Lickable Skin (photograph by Emilie Baltz, courtesy Museum of Sex)

Lickable Skin (photograph by Emilie Baltz, courtesy Museum of Sex)

The Museum of Sex has opened its own cocktail bar with rotating artist-designed drinks, and one of the first is called Lickable Skin. It’s meant to taste like kissing an older man who has just shaved and smoked a cigarette.

“I like to play with the notion of being awkward and the sensation of awkwardness,” its creator, Dutch artist Bart Hess, told Hyperallergic. This is the first food art that Hess has created, although he said that he “always lets the material decide which discipline he will work in.” The drink is part of his ongoing interest in liquids, which manifests in experiments with “slime art” (including in a Lady Gaga video), forming hot wax in water, and in videos like “Shaved,” playing in the new bar.

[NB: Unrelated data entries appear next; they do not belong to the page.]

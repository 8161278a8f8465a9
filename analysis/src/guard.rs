//! Include-guard derivation and checking.

use std::path::Path;
use std::sync::LazyLock;

use incwise_types::{Diagnostic, DiagnosticKind, LineRange, RelatedLocation, utf16_len};
use regex::Regex;

use crate::paths::relative_to;

pub(crate) static IFNDEF: LazyLock<Regex> = LazyLock::new(|| {
    Regex::new(r"^(\s*#\s*ifndef\s+)([A-Za-z_][A-Za-z0-9_]*)(.*)$").expect("valid regex")
});
pub(crate) static DEFINE: LazyLock<Regex> = LazyLock::new(|| {
    Regex::new(r"^(\s*#\s*define\s+)([A-Za-z_][A-Za-z0-9_]*)(.*)$").expect("valid regex")
});
pub(crate) static ENDIF: LazyLock<Regex> =
    LazyLock::new(|| Regex::new(r"^(\s*#\s*endif\b)(.*)$").expect("valid regex"));
static ENDIF_COMMENT: LazyLock<Regex> = LazyLock::new(|| {
    Regex::new(r"^\s*(?://|/\*)\s*([A-Za-z_][A-Za-z0-9_]*)").expect("valid regex")
});
static PRAGMA_ONCE: LazyLock<Regex> =
    LazyLock::new(|| Regex::new(r"^\s*#\s*pragma\s+once\b").expect("valid regex"));

/// How many trailing lines are searched for the closing `#endif`.
pub const ENDIF_SEARCH_LINES: usize = 10;

/// Expected guard identifier for `file` built in `directory`.
///
/// The path relative to `directory` is sanitized (anything outside
/// `[A-Za-z0-9_]` becomes `_`) and substituted for `${file}` and, upper-cased,
/// for `${FILE}` in `template`. An empty template disables guard checking and
/// yields an empty string.
#[must_use]
pub fn expected_guard(template: &str, file: &Path, directory: &Path) -> String {
    if template.is_empty() {
        return String::new();
    }
    let relative = relative_to(file, directory);
    let sanitized: String = relative
        .to_string_lossy()
        .chars()
        .map(|c| if c.is_ascii_alphanumeric() || c == '_' { c } else { '_' })
        .collect();
    template
        .replace("${file}", &sanitized)
        .replace("${FILE}", &sanitized.to_ascii_uppercase())
}

/// Progress of the guard check through one document.
#[derive(Debug, Clone, Copy, PartialEq, Eq)]
pub enum GuardState {
    NoGuardSeen,
    GuardOpened { ifndef_line: usize },
    GuardClosed { ifndef_line: usize, endif_line: usize },
    PragmaOnce { line: usize },
}

/// Index of the last line with content; a final newline does not add one.
pub(crate) fn last_content_line(lines: &[&str]) -> usize {
    match lines {
        [] => 0,
        [.., last] if last.is_empty() && lines.len() > 1 => lines.len() - 2,
        _ => lines.len() - 1,
    }
}

fn whole_line(lines: &[&str], line: usize) -> LineRange {
    let len = lines.get(line).map_or(0, |l| utf16_len(l));
    LineRange::new(line as u32, 0, len)
}

fn capture_range(text: &str, line: usize, m: regex::Match<'_>) -> LineRange {
    LineRange::new(
        line as u32,
        utf16_len(&text[..m.start()]),
        utf16_len(m.as_str()),
    )
}

/// Include-guard state machine for one document.
///
/// [`GuardChecker::observe`] is fed each line of the scan window top to
/// bottom; [`GuardChecker::finish`] reports a missing guard and runs the
/// bounded backward search for `#endif`.
#[derive(Debug)]
pub struct GuardChecker<'a> {
    path: &'a Path,
    expected: &'a str,
    state: GuardState,
}

impl<'a> GuardChecker<'a> {
    #[must_use]
    pub fn new(path: &'a Path, expected: &'a str) -> Self {
        Self {
            path,
            expected,
            state: GuardState::NoGuardSeen,
        }
    }

    #[must_use]
    pub fn state(&self) -> GuardState {
        self.state
    }

    fn opened_here(&self, ifndef_line: usize, lines: &[&str]) -> RelatedLocation {
        RelatedLocation {
            path: self.path.to_path_buf(),
            range: whole_line(lines, ifndef_line),
            message: "include guard opened here".to_string(),
        }
    }

    pub fn observe(&mut self, line_no: usize, lines: &[&str], out: &mut Vec<Diagnostic>) {
        if self.state != GuardState::NoGuardSeen {
            return;
        }
        let Some(text) = lines.get(line_no).copied() else {
            return;
        };

        if PRAGMA_ONCE.is_match(text) {
            self.state = GuardState::PragmaOnce { line: line_no };
            return;
        }
        let Some(ident) = IFNDEF.captures(text).and_then(|caps| caps.get(2)) else {
            return;
        };
        self.state = GuardState::GuardOpened {
            ifndef_line: line_no,
        };

        if ident.as_str() != self.expected {
            out.push(Diagnostic::new(
                DiagnosticKind::GuardBadIfndef,
                capture_range(text, line_no, ident),
                format!(
                    "include guard should be \"{}\", found \"{}\"",
                    self.expected,
                    ident.as_str()
                ),
            ));
        }

        let define_line = line_no + 1;
        let define_text = lines.get(define_line).copied();
        let define_ident = define_text
            .and_then(|t| DEFINE.captures(t))
            .and_then(|caps| caps.get(2));
        if define_ident.is_some_and(|m| m.as_str() == self.expected) {
            return;
        }
        let (line, range) = match (define_text, define_ident) {
            (Some(text), Some(ident)) => (define_line, capture_range(text, define_line, ident)),
            (Some(_), None) => (define_line, whole_line(lines, define_line)),
            (None, _) => (line_no, whole_line(lines, line_no)),
        };
        tracing::trace!(line, "Guard #define mismatch");
        out.push(
            Diagnostic::new(
                DiagnosticKind::GuardBadDefine,
                range,
                format!("#define should follow #ifndef with \"{}\"", self.expected),
            )
            .with_related(self.opened_here(line_no, lines)),
        );
    }

    /// Report a missing `#ifndef` and check the closing `#endif`.
    pub fn finish(mut self, lines: &[&str], out: &mut Vec<Diagnostic>) -> GuardState {
        let ifndef_line = match self.state {
            GuardState::PragmaOnce { .. } | GuardState::GuardClosed { .. } => return self.state,
            GuardState::GuardOpened { ifndef_line } => Some(ifndef_line),
            GuardState::NoGuardSeen => {
                out.push(Diagnostic::new(
                    DiagnosticKind::GuardMissingIfndef,
                    whole_line(lines, 0),
                    format!("missing include guard \"{}\"", self.expected),
                ));
                None
            }
        };

        let last = last_content_line(lines);
        let first = (last + 1).saturating_sub(ENDIF_SEARCH_LINES);
        let endif = (first..=last)
            .rev()
            .find_map(|idx| ENDIF.captures(lines.get(idx)?).map(|caps| (idx, caps)));

        let Some((endif_line, caps)) = endif else {
            out.push(Diagnostic::new(
                DiagnosticKind::GuardMissingEndif,
                whole_line(lines, last),
                format!("missing #endif for include guard \"{}\"", self.expected),
            ));
            return self.state;
        };

        let annotated = ENDIF_COMMENT
            .captures(caps.get(2).map_or("", |m| m.as_str()))
            .is_some_and(|c| &c[1] == self.expected);
        if !annotated {
            let mut diagnostic = Diagnostic::new(
                DiagnosticKind::GuardBadEndif,
                whole_line(lines, endif_line),
                format!("#endif should be annotated with \"// {}\"", self.expected),
            );
            if let Some(ifndef_line) = ifndef_line {
                diagnostic = diagnostic.with_related(self.opened_here(ifndef_line, lines));
            }
            out.push(diagnostic);
        }
        if let Some(ifndef_line) = ifndef_line {
            self.state = GuardState::GuardClosed {
                ifndef_line,
                endif_line,
            };
        }
        self.state
    }
}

The bar, called Play, is accessed through another new Museum of Sex creation: the Nice & Sweet coffee shop (subtly suggesting the museum is not). It’s a standard Manhattan lounge space, with some books over couches leading up to a small bar space with some mildly racy art on the walls, including a reproduction of Hieronymus Bosch’s “The Garden of Earthly Delights” backlit behind the bar. It will be curious to see who, exactly, decides to roam in from the Flatiron District to have a drink in this place.

The Museum of Sex's bar Play (photograph by the author)

The Museum of Sex’s bar, Play (photograph by the author for Hyperallergic)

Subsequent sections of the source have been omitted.